I had pasta the other day.

Ah, interesting Mr. Sven, you're only matching millions of other people there. All right, let's start again, then:

I consider pasta a really nice dish. Very simple. Very satisfying. And easy to make. Nothing like well cooked pasta with a good pesto, which sometimes is hard to get hold of. Or like spaghetti carbonara. Or that creamy broccoli and roasted almods sauce we made up in our first term. Or the fancy parma ham, rucola and parmesan stuff that has been popular recently. You can have everything you like. Even bolognese.

And all of them can be good. They can also be bad and that's what I want to talk about. While pasta is a perfectly simple dish with gazillions of possibilities, many things can go wrong. At first, of course al dente comes to mind. Overcook your pasta and you lose. Similarly, the 'crunchy' aspect of undercooked pasta isn't good. Another rule, which is obvious on second thought but which I nonetheless had to lean from my Italian friend Rita is that the sauce should always be ready and wait for the pasta to finish cooking. You can then put the pasta straight into the sauce and serve everything readily and perfectly mixed and hot.

But there was one more thing: The pasta themselves. Rita always recommended 'nice' pasta. Her favourite was some brand that's sold in yellow paper bags and is very nice but five times the price of OK pasta. She'd bring those from Italy. Otherwise we used De Cecco (which is yellow and bluely packaged), the pasta which I continued to buy after moving back to Göttingen. It's a bit more expensive than the average, but still bearably so. Barilla is OK but not good. (And, according to Rita, Buitoni – yellow and red – is not. But they're out of question anyway as they are owned by Nestlé.)

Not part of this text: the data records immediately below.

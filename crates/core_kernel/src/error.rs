//! Core error types used across the system

use serde::{Deserialize, Serialize};
use thiserror::Error;

/// Core error type for the kernel
#[derive(Debug, Error)]
pub enum CoreError {
    #[error("Validation error: {0}")]
    Validation(String),

    #[error("Not found: {0}")]
    NotFound(String),

    #[error("Configuration error: {0}")]
    Configuration(String),
}

impl CoreError {
    pub fn validation(message: impl Into<String>) -> Self {
        CoreError::Validation(message.into())
    }

    pub fn not_found(message: impl Into<String>) -> Self {
        CoreError::NotFound(message.into())
    }
}

/// A single field-level validation failure
///
/// Validation functions return a list of these instead of failing on the
/// first problem, so callers can report every invalid field at once.
#[derive(Debug, Clone, PartialEq, Eq, Serialize, Deserialize)]
pub struct FieldViolation {
    /// Wire name of the offending field
    pub field: String,
    /// Human readable message
    pub message: String,
}

impl FieldViolation {
    pub fn new(field: impl Into<String>, message: impl Into<String>) -> Self {
        Self {
            field: field.into(),
            message: message.into(),
        }
    }
}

So much for the theory that had been indoctrinated into me. And as you trust your friends, I never really challenged it and tried whether there really was a difference between the recommendations and the really cheap stuff... until this week. My flatmates must have done some careless pasta shopping (I try do direct them appropriately when we shop together, but I can't be everywhere all the time – and besides people don't like going shopping with me because of that), so we ended up with some pasta unknown to me. Italian pasta still, not German 'noodles' with eggs in them, but unknown territory, still.

When I opened the pack, things already felt strange. The spaghetti where very shiny, rather than the slightly dull look they have usually. They also felt a bit different in elasticity or so. Hm, this might just go away when they're cooking. It did, for sure, but what came out of the pot was not a slimy mess but very short of it. No, I didn't overcook, the spaghetti themselves just were more slippery than they usually are. Not an enjoyable feeling in the mouth, sadly. I wonder what makes the big difference.

July 30, 2004, 2:26

Tagged as food.

Comments

Comment by Buzz Andersen: User icon

I’m a pasta fan too. I eat various forms of pasta with pesto at least three times a week. It’s my default lunch :-).